Margaret Thatcher was forced to tear up one of her most hard-hitting speeches, which would have gone beyond her controversial "The Enemy Within" remarks, in the wake of the Brighton bomb, newly released files reveal.
The former prime minister provoked outrage with her description of militant miners who resisted pit closures, which was delivered in a speech for the 1922 Committee in July 1984.
Her personal papers from that year, which contain the first handwritten draft of The Enemy Within speech, reveal that she had no plans to back down from making the provocative remarks.
A scribbled speech, released by the Margaret Thatcher Archive Trust, shows she planned to go further by launching a full frontal attack on the Labour Party at the Conservative Party conference in Brighton. Her plans were waylaid when an IRA bomb killed five people in October 1984.

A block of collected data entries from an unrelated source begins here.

//! Terminal wrapper.
//!
//! [`Tui`] owns ratatui's `Terminal`, switches raw mode and the alternate
//! screen on and off, and turns crossterm input plus tick/render timers into
//! one async [`Event`] stream.

use std::io::Stdout;
use std::ops::{Deref, DerefMut};
use std::time::Duration;

use color_eyre::Result;
use color_eyre::eyre::eyre;
use crossterm::cursor;
use crossterm::event::{Event as CrosstermEvent, EventStream, KeyCode, KeyEvent, KeyEventKind, KeyModifiers};
use crossterm::terminal::{EnterAlternateScreen, LeaveAlternateScreen};
use futures::{FutureExt, StreamExt};
use ratatui::Terminal;
use ratatui::backend::CrosstermBackend;
use tokio::sync::mpsc::{self, UnboundedReceiver, UnboundedSender};
use tokio::task::JoinHandle;
use tokio::time::interval;
use tokio_util::sync::CancellationToken;
use tracing::{debug, error};

const GRACEFUL_SHUTDOWN_TIMEOUT_MS: u64 = 500;
const FORCEFUL_SHUTDOWN_TIMEOUT_MS: u64 = 2000;

pub type Backend = CrosstermBackend<Stdout>;

#[derive(Clone, Debug)]
pub enum Event {
    Init,
    /// Ctrl+C or SIGTERM.
    Quit,
    /// Ctrl+Z.
    Suspend,
    Error(String),
    Tick,
    Render,
    Key(KeyEvent),
    Resize(u16, u16),
}

pub struct Tui {
    terminal: Terminal<Backend>,
    task: JoinHandle<()>,
    cancellation_token: CancellationToken,
    event_rx: UnboundedReceiver<Event>,
    event_tx: UnboundedSender<Event>,
    frame_rate: f64,
    tick_rate: f64,
}

impl Tui {
    /// `frame_rate` and `tick_rate` are per second.
    pub fn new(frame_rate: f64, tick_rate: f64) -> Result<Self> {
        let (event_tx, event_rx) = mpsc::unbounded_channel();
        Ok(Self {
            terminal: Terminal::new(Backend::new(std::io::stdout()))?,
            task: tokio::spawn(async {}),
            cancellation_token: CancellationToken::new(),
            event_rx,
            event_tx,
            frame_rate,
            tick_rate,
        })
    }

    pub fn enter(&mut self) -> Result<()> {
        crossterm::terminal::enable_raw_mode()?;
        crossterm::execute!(std::io::stdout(), EnterAlternateScreen, cursor::Hide)?;
        self.start();
        Ok(())
    }

    /// Restore the terminal. Safe to call more than once.
    pub fn exit(&mut self) -> Result<()> {
        self.stop()?;
        if crossterm::terminal::is_raw_mode_enabled()? {
            self.flush()?;
            crossterm::execute!(std::io::stdout(), LeaveAlternateScreen, cursor::Show)?;
            crossterm::terminal::disable_raw_mode()?;
        }
        Ok(())
    }

    /// Hand the terminal back to the shell and stop the process.
    pub fn suspend(&mut self) -> Result<()> {
        self.exit()?;
        #[cfg(not(windows))]
        signal_hook::low_level::raise(signal_hook::consts::SIGTSTP)?;
        Ok(())
    }

    pub fn resume(&mut self) -> Result<()> {
        self.enter()?;
        self.terminal.clear()?;
        Ok(())
    }

    pub async fn next_event(&mut self) -> Option<Event> {
        self.event_rx.recv().await
    }

    fn start(&mut self) {
        self.cancellation_token.cancel();
        self.cancellation_token = CancellationToken::new();
        let event_loop = Self::event_loop(
            self.event_tx.clone(),
            self.cancellation_token.clone(),
            self.tick_rate,
            self.frame_rate,
        );
        self.task = tokio::spawn(event_loop);
    }

    fn stop(&self) -> Result<()> {
        self.cancellation_token.cancel();
        let mut waited = 0;
        while !self.task.is_finished() {
            std::thread::sleep(Duration::from_millis(1));
            waited += 1;
            if waited >= GRACEFUL_SHUTDOWN_TIMEOUT_MS {
                self.task.abort();
            }
            if waited >= FORCEFUL_SHUTDOWN_TIMEOUT_MS {
                return Err(eyre!("Failed to stop the terminal event task"));
            }
        }
        Ok(())
    }

    fn translate(event: CrosstermEvent) -> Option<Event> {
        match event {
            CrosstermEvent::Key(key) if key.kind == KeyEventKind::Press => {
                let ctrl = key.modifiers.contains(KeyModifiers::CONTROL);
                Some(match key.code {
                    KeyCode::Char('c') if ctrl => Event::Quit,
                    KeyCode::Char('z') if ctrl => Event::Suspend,
                    _ => Event::Key(key),
                })
            }
            CrosstermEvent::Resize(width, height) => Some(Event::Resize(width, height)),
            _ => None,
        }
    }

    async fn event_loop(
        event_tx: UnboundedSender<Event>,
        cancellation_token: CancellationToken,
        tick_rate: f64,
        frame_rate: f64,
    ) {
        let mut event_stream = EventStream::new();
        let mut tick_interval = interval(Duration::from_secs_f64(1.0 / tick_rate));
        let mut frame_interval = interval(Duration::from_secs_f64(1.0 / frame_rate));

        #[cfg(unix)]
        {
            let event_tx = event_tx.clone();
            let token = cancellation_token.clone();
            tokio::spawn(async move {
                use tokio::signal::unix::{SignalKind, signal};
                match signal(SignalKind::terminate()) {
                    Ok(mut sigterm) => {
                        tokio::select! {
                            _ = token.cancelled() => {}
                            _ = sigterm.recv() => {
                                let _ = event_tx.send(Event::Quit);
                            }
                        }
                    }
                    Err(e) => error!(error = %e, "Failed to install SIGTERM handler"),
                }
            });
        }

        if event_tx.send(Event::Init).is_err() {
            return;
        }

        loop {
            let event = tokio::select! {
                () = cancellation_token.cancelled() => break,
                _ = tick_interval.tick() => Event::Tick,
                _ = frame_interval.tick() => Event::Render,
                crossterm_event = event_stream.next().fuse() => match crossterm_event {
                    Some(Ok(event)) => match Self::translate(event) {
                        Some(event) => event,
                        None => continue,
                    },
                    Some(Err(e)) => Event::Error(e.to_string()),
                    None => break,
                },
            };
            if event_tx.send(event).is_err() {
                break;
            }
        }
        debug!("Terminal event loop stopped");
        cancellation_token.cancel();
    }
}

impl Deref for Tui {
    type Target = Terminal<Backend>;

    fn deref(&self) -> &Self::Target {
        &self.terminal
    }
}

impl DerefMut for Tui {
    fn deref_mut(&mut self) -> &mut Self::Target {
        &mut self.terminal
    }
}

impl Drop for Tui {
    fn drop(&mut self) {
        if let Err(e) = self.exit() {
            error!(error = %e, "Failed to restore the terminal");
        }
    }
}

The speech begins: "From the dark cloud falls an acid rain that eats into liberty."
It continues: "The Labour Party in its present form, infiltrated by extremists, riven by factions, still stands upon the stage as the alternative to the Conservative Party in governing Britain."
Chris Collins, from the Margaret Thatcher Foundation, said the words "would have eclipsed The Enemy Within speech, indeed it was intended to do that".
He added: "But tragic events overtook her and, instead of a moment which would have been remembered for decades, the speech ended up torn up and later taped back together."
The speech that was delivered contained fragments of its predecessor but with very few references to Labour.